Swedish actor and dancer (born 1968)

Peter Gardiner (born 8 July 1968) is a Swedish actor and dancer.

==Early life and education==
Peter Clarence Gardiner was born on 8 July 1968 in Uppsala, Sweden. When he was eleven, he moved to Umeå with his mother.

He received his formal training as a contemporary ballet dancer at Balettakademien in Stockholm from 1988 to 1991.

==Career==
===Dance===
As a dancer, Gardiner has performed at all the large stages in Sweden (Royal Dramatic Theatre, Gothenburg opera house, Uppsala City Theatre, National Swedish Touring Theatre) and at Nye Carte Blanche (Norway) and Isadora Duncan Dance Company (US). u

===Acting===
Gardiner also works as an actor. He started with soap operas and teenage dramas, such as Skilda världar and Nudlar och 08:or, and later moved on to larger roles in Swedish movie projects such as The Swimsuit Issue (2008) and Dear Alice (2008), alongside Danny Glover.

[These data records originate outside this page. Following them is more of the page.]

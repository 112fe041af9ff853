//! Input sampling with direction debouncing and edge detection.
//!
//! Keys are polled once per render frame, but commands go upstream only on
//! state transitions: a direction message when movement starts or changes,
//! a stop message when it ends, a fire message on the press edge. Holding a
//! key steady emits nothing, which bounds upstream message volume.

use macroquad::prelude::*;
use shared::{Direction, InputAction};

/// Collapses raw key state into at most one direction.
///
/// The precedence order (left, right, up, down) is a deliberate tie-break
/// for simultaneous keys, not an oversight; it is tunable but not
/// load-bearing.
pub fn resolve_direction(left: bool, right: bool, up: bool, down: bool) -> Option<Direction> {
    if left {
        Some(Direction::Left)
    } else if right {
        Some(Direction::Right)
    } else if up {
        Some(Direction::Up)
    } else if down {
        Some(Direction::Down)
    } else {
        None
    }
}

/// Debounces per-frame direction samples into start/stop commands.
#[derive(Debug, Default)]
pub struct DirectionTracker {
    current: Option<Direction>,
}

impl DirectionTracker {
    pub fn new() -> Self {
        Self::default()
    }

    pub fn current(&self) -> Option<Direction> {
        self.current
    }

    /// Feeds one frame's resolved direction and returns the commands the
    /// transition produces: nothing on steady state, a start on a new
    /// direction, a stop for the previous direction on release or change.
    pub fn transition(&mut self, held: Option<Direction>) -> Vec<InputAction> {
        if held == self.current {
            return Vec::new();
        }

        let mut actions = Vec::new();
        if let Some(previous) = self.current {
            actions.push(previous.stop_action());
        }
        if let Some(next) = held {
            actions.push(next.start_action());
        }
        self.current = held;
        actions
    }
}

/// Result of sampling one frame of input.
#[derive(Debug, Default)]
pub struct SampledInput {
    /// Commands to report upstream this frame, in order.
    pub actions: Vec<InputAction>,
    /// The direction currently held, for facing updates.
    pub direction: Option<Direction>,
    /// The player asked to reconnect.
    pub reconnect: bool,
    /// The player asked to quit.
    pub quit: bool,
}

/// Polls the key backend once per frame and debounces into commands.
pub struct InputSampler {
    tracker: DirectionTracker,

    // Previous frame key states for edge detection
    prev_fire: bool,
    prev_start: bool,
    prev_reconnect: bool,
}

impl InputSampler {
    pub fn new() -> Self {
        Self {
            tracker: DirectionTracker::new(),
            prev_fire: false,
            prev_start: false,
            prev_reconnect: false,
        }
    }

    pub fn sample(&mut self) -> SampledInput {
        // movement keys support both WASD and arrows
        let left = is_key_down(KeyCode::A) || is_key_down(KeyCode::Left);
        let right = is_key_down(KeyCode::D) || is_key_down(KeyCode::Right);
        let up = is_key_down(KeyCode::W) || is_key_down(KeyCode::Up);
        let down = is_key_down(KeyCode::S) || is_key_down(KeyCode::Down);

        let fire = is_key_down(KeyCode::Space);
        let start = is_key_down(KeyCode::Enter);
        let reconnect = is_key_down(KeyCode::R);
        let quit = is_key_down(KeyCode::Escape);

        let held = resolve_direction(left, right, up, down);
        let mut actions = self.tracker.transition(held);

        if fire && !self.prev_fire {
            actions.push(InputAction::Fire);
        }
        if start && !self.prev_start {
            actions.push(InputAction::Start);
        }
        let reconnect_pressed = reconnect && !self.prev_reconnect;

        self.prev_fire = fire;
        self.prev_start = start;
        self.prev_reconnect = reconnect;

        SampledInput {
            actions,
            direction: held,
            reconnect: reconnect_pressed,
            quit,
        }
    }
}

impl Default for InputSampler {
    fn default() -> Self {
        Self::new()
    }
}

#[cfg(test)]
mod tests {
    use super::*;

    #[test]
    fn test_direction_precedence_order() {
        assert_eq!(
            resolve_direction(true, true, true, true),
            Some(Direction::Left)
        );
        assert_eq!(
            resolve_direction(false, true, true, true),
            Some(Direction::Right)
        );
        assert_eq!(
            resolve_direction(false, false, true, true),
            Some(Direction::Up)
        );
        assert_eq!(
            resolve_direction(false, false, false, true),
            Some(Direction::Down)
        );
        assert_eq!(resolve_direction(false, false, false, false), None);
    }

    #[test]
    fn test_start_emitted_on_new_direction_only() {
        let mut tracker = DirectionTracker::new();

        assert_eq!(
            tracker.transition(Some(Direction::Left)),
            vec![InputAction::Left]
        );
        // held steady: nothing goes upstream
        assert!(tracker.transition(Some(Direction::Left)).is_empty());
        assert!(tracker.transition(Some(Direction::Left)).is_empty());
    }

    #[test]
    fn test_stop_emitted_on_release() {
        let mut tracker = DirectionTracker::new();
        tracker.transition(Some(Direction::Up));

        assert_eq!(tracker.transition(None), vec![InputAction::StopUp]);
        assert!(tracker.transition(None).is_empty());
    }

    #[test]
    fn test_direction_change_emits_stop_then_start() {
        let mut tracker = DirectionTracker::new();
        tracker.transition(Some(Direction::Left));

        assert_eq!(
            tracker.transition(Some(Direction::Right)),
            vec![InputAction::StopLeft, InputAction::Right]
        );
        assert_eq!(tracker.current(), Some(Direction::Right));
    }

    #[test]
    fn test_no_messages_before_first_press() {
        let mut tracker = DirectionTracker::new();
        assert!(tracker.transition(None).is_empty());
    }
}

He played Mafala in The Book of Mormons, which had its Swedish premiere at Chinateatern on 26 January 2017.

In 2023 he played the role of Christian in the TV crime drama series Fallen (Sanningen). As of 8 July 2023, he had been a member of the permanent ensemble at Stockholm City Theatre for five years.

== Personal life ==
He has a daughter.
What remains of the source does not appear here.